Wednesday, November 28, 2007
As you can see by my infrequent postings, my life is overrun with high-NRG laziness. How delightful, then, that the Jon Spencer Blues Explosion has finally seen fit to release every blessed JSBX Jukebox Single (released by In The Red Records over the last 15-something years) on one glorious loud-playing CD. No longer do I have to weep over my dusty collection of JSBX 45's and think "What Would Jesus Digitize?" My fingers get their scuzz on by pressing "play" for
Get With It, Down Low, Bent and Son of Sam, letting each tune wail in all its fucked-up barely-mixed-for-CD splendor.
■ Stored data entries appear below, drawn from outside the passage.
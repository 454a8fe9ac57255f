use std::fmt;
use std::hash::{Hash, Hasher};
use std::str::FromStr;

use serde::{Deserialize, Serialize};

/// Prefix the daemon puts in the `data` segment of installed packages.
pub const INSTALLED_PREFIX: &str = "installed:";

#[derive(Debug, Clone, PartialEq, Eq, thiserror::Error)]
pub enum PackageIdError {
    #[error("package id '{0}' does not have four ';'-separated segments")]
    WrongSegmentCount(String),
    #[error("package id '{0}' has an empty name")]
    EmptyName(String),
}

/// A package identifier in the daemon's `name;version;arch;data` form.
///
/// Equality and hashing are exact: two ids are the same key only when their
/// full strings are equal. Use [`PackageId::weak`] to compare ids that may
/// disagree on the `data` segment.
#[derive(Debug, Clone, PartialEq, Eq, Hash, Serialize, Deserialize)]
#[serde(try_from = "String", into = "String")]
pub struct PackageId {
    raw: String,
    /// Byte offsets of the three `;` separators.
    seps: [usize; 3],
}

impl PackageId {
    pub fn new(name: &str, version: &str, arch: &str, data: &str) -> Result<Self, PackageIdError> {
        format!("{name};{version};{arch};{data}").parse()
    }

    pub fn name(&self) -> &str {
        &self.raw[..self.seps[0]]
    }

    pub fn version(&self) -> &str {
        &self.raw[self.seps[0] + 1..self.seps[1]]
    }

    pub fn arch(&self) -> &str {
        &self.raw[self.seps[1] + 1..self.seps[2]]
    }

    pub fn data(&self) -> &str {
        &self.raw[self.seps[2] + 1..]
    }

    pub fn as_str(&self) -> &str {
        &self.raw
    }

    /// Whether the daemon reported this package as installed.
    pub fn is_installed(&self) -> bool {
        self.data().starts_with(INSTALLED_PREFIX)
    }

    /// The origin repository, with any `installed:` marker stripped.
    pub fn origin(&self) -> &str {
        let data = self.data();
        data.strip_prefix(INSTALLED_PREFIX).unwrap_or(data)
    }

    /// Everything up to and including the last separator.
    fn without_data(&self) -> &str {
        &self.raw[..=self.seps[2]]
    }

    pub fn weak(&self) -> WeakPackageId {
        WeakPackageId(self.clone())
    }

    /// Compares `name`, `version` and `arch`, ignoring `data`.
    ///
    /// Some backends do not append the origin, so responses may carry a
    /// different or empty `data` segment than the id that was asked for.
    pub fn weak_eq(&self, other: &PackageId) -> bool {
        self.name() == other.name()
            && self.version() == other.version()
            && self.arch() == other.arch()
    }
}

impl FromStr for PackageId {
    type Err = PackageIdError;

    fn from_str(s: &str) -> Result<Self, Self::Err> {
        let mut seps = [0usize; 3];
        let mut found = 0;
        for (idx, ch) in s.char_indices() {
            if ch != ';' {
                continue;
            }
            if found == 3 {
                return Err(PackageIdError::WrongSegmentCount(s.to_string()));
            }
            seps[found] = idx;
            found += 1;
        }
        if found != 3 {
            return Err(PackageIdError::WrongSegmentCount(s.to_string()));
        }
        if seps[0] == 0 {
            return Err(PackageIdError::EmptyName(s.to_string()));
        }
        Ok(Self {
            raw: s.to_string(),
            seps,
        })
    }
}

impl TryFrom<String> for PackageId {
    type Error = PackageIdError;

    fn try_from(value: String) -> Result<Self, Self::Error> {
        value.parse()
    }
}

impl From<PackageId> for String {
    fn from(value: PackageId) -> Self {
        value.raw
    }
}

impl fmt::Display for PackageId {
    fn fmt(&self, f: &mut fmt::Formatter<'_>) -> fmt::Result {
        f.write_str(&self.raw)
    }
}

/// A [`PackageId`] keyed on `{name, version, arch}` only.
#[derive(Debug, Clone)]
pub struct WeakPackageId(PackageId);

impl WeakPackageId {
    pub fn id(&self) -> &PackageId {
        &self.0
    }
}

impl PartialEq for WeakPackageId {
    fn eq(&self, other: &Self) -> bool {
        self.0.weak_eq(&other.0)
    }
}

impl Eq for WeakPackageId {}

impl Hash for WeakPackageId {
    fn hash<H: Hasher>(&self, state: &mut H) {
        // An empty data segment hashes the whole string, which is byte-for-byte
        // the same as the `name;version;arch;` prefix used otherwise, so
        // weak-equal ids always land in the same bucket.
        if self.0.data().is_empty() {
            self.0.as_str().hash(state);
        } else {
            self.0.without_data().hash(state);
        }
    }
}

#[cfg(test)]
mod tests {
    use std::collections::{HashMap, HashSet};
    use std::hash::DefaultHasher;

    use super::*;

    fn hash_of<T: Hash>(value: &T) -> u64 {
        let mut hasher = DefaultHasher::new();
        value.hash(&mut hasher);
        hasher.finish()
    }

    #[test]
    fn test_parse_segments() {
        let id: PackageId = "foo;1.0;x86_64;installed:fedora".parse().unwrap();
        assert_eq!(id.name(), "foo");
        assert_eq!(id.version(), "1.0");
        assert_eq!(id.arch(), "x86_64");
        assert_eq!(id.data(), "installed:fedora");
        assert!(id.is_installed());
        assert_eq!(id.origin(), "fedora");
    }

    #[test]
    fn test_parse_rejects_malformed() {
        assert!(matches!(
            "foo;1.0;x86_64".parse::<PackageId>(),
            Err(PackageIdError::WrongSegmentCount(_))
        ));
        assert!(matches!(
            "foo;1.0;x86_64;a;b".parse::<PackageId>(),
            Err(PackageIdError::WrongSegmentCount(_))
        ));
        assert!(matches!(
            ";1.0;x86_64;fedora".parse::<PackageId>(),
            Err(PackageIdError::EmptyName(_))
        ));
    }

    #[test]
    fn test_weak_equal_but_not_identical() {
        let a: PackageId = "foo;1.0;x86_64;installed:fedora".parse().unwrap();
        let b: PackageId = "foo;1.0;x86_64;fedora-updates".parse().unwrap();
        assert_ne!(a, b);
        assert!(a.weak_eq(&b));
        assert_eq!(a.weak(), b.weak());
        assert_eq!(hash_of(&a.weak()), hash_of(&b.weak()));
    }

    #[test]
    fn test_weak_differs_on_version_or_arch() {
        let a: PackageId = "foo;1.0;x86_64;fedora".parse().unwrap();
        let b: PackageId = "foo;1.1;x86_64;fedora".parse().unwrap();
        let c: PackageId = "foo;1.0;i686;fedora".parse().unwrap();
        assert_ne!(a.weak(), b.weak());
        assert_ne!(a.weak(), c.weak());
    }

    #[test]
    fn test_empty_data_hashes_full_string() {
        let bare: PackageId = "foo;1.0;x86_64;".parse().unwrap();
        assert_eq!(hash_of(&bare.weak()), hash_of(&"foo;1.0;x86_64;"));

        let tagged: PackageId = "foo;1.0;x86_64;fedora".parse().unwrap();
        assert_eq!(bare.weak(), tagged.weak());
        assert_eq!(hash_of(&bare.weak()), hash_of(&tagged.weak()));
    }

    #[test]
    fn test_empty_data_does_not_collapse_names() {
        let mut set = HashSet::new();
        for name in ["a", "b", "c"] {
            set.insert(PackageId::new(name, "1", "noarch", "").unwrap().weak());
        }
        assert_eq!(set.len(), 3);
    }

    #[test]
    fn test_weak_map_lookup_across_data() {
        let mut map = HashMap::new();
        let asked: PackageId = "bar;2.0;noarch;".parse().unwrap();
        map.insert(asked.weak(), 7);
        let reply: PackageId = "bar;2.0;noarch;installed:updates".parse().unwrap();
        assert_eq!(map.get(&reply.weak()), Some(&7));
    }

    #[test]
    fn test_serde_as_string() {
        let id: PackageId = "foo;1.0;x86_64;fedora".parse().unwrap();
        let json = serde_json::to_string(&id).unwrap();
        assert_eq!(json, "\"foo;1.0;x86_64;fedora\"");
        let back: PackageId = serde_json::from_str(&json).unwrap();
        assert_eq!(back, id);
    }
}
Best of all, with Tupac still rumored to be dead and East Coast/West Coast rivalries now permanently replaced by Kanye West & 50 Cent verbally volleying over unit sales, La Spencer has finally gathered the balls to include the long-gestating unreleased masterwork Only God Can Save Me Now by tacking it as a hidden track onto the end of Dig My Shit. If you don't buy this CD, can we still agree to just stay friends?
Wednesday, November 14, 2007
You probably haven't heard of French art/punk pioneer Thierry Muller and it is for this reason I spit on your grave. Steal yourself a credit card and order Rare & Unreleased 1974-1984, a new comp which showcases the many charms of Muller (all of them dangerous). What other recent CD release will give you
Mescalito, where the band and the vocalist appear to be racing each other towards some unseen sonic finish line? How else can you treat yourself to the one-chord-wonder of Mon Pote? Trust your instincts and buy this CD right now. Your ears will love you this much (you can't see it but I'm holding my arms outstretched to quantify the amount).
Sunday, November 11, 2007
One of the pictures to the left shows Matthew Houck (who goes by the stage name Phosphorescent) on the cover of his latest album Pride, where he warbles familiar Southern Gothic tales of death and salvation, played at tempos as slow as a hangover. The remaining three are merely pictures of homeless winos sleeping in their own filth. Can you tell which album cover actually depicts Phosphorescent and which ones are images of homeless people? It's harder than it looks!
Answer: In the end, when it comes to the meanings in Phosphorescent's music, aren't we all a little bit homeless?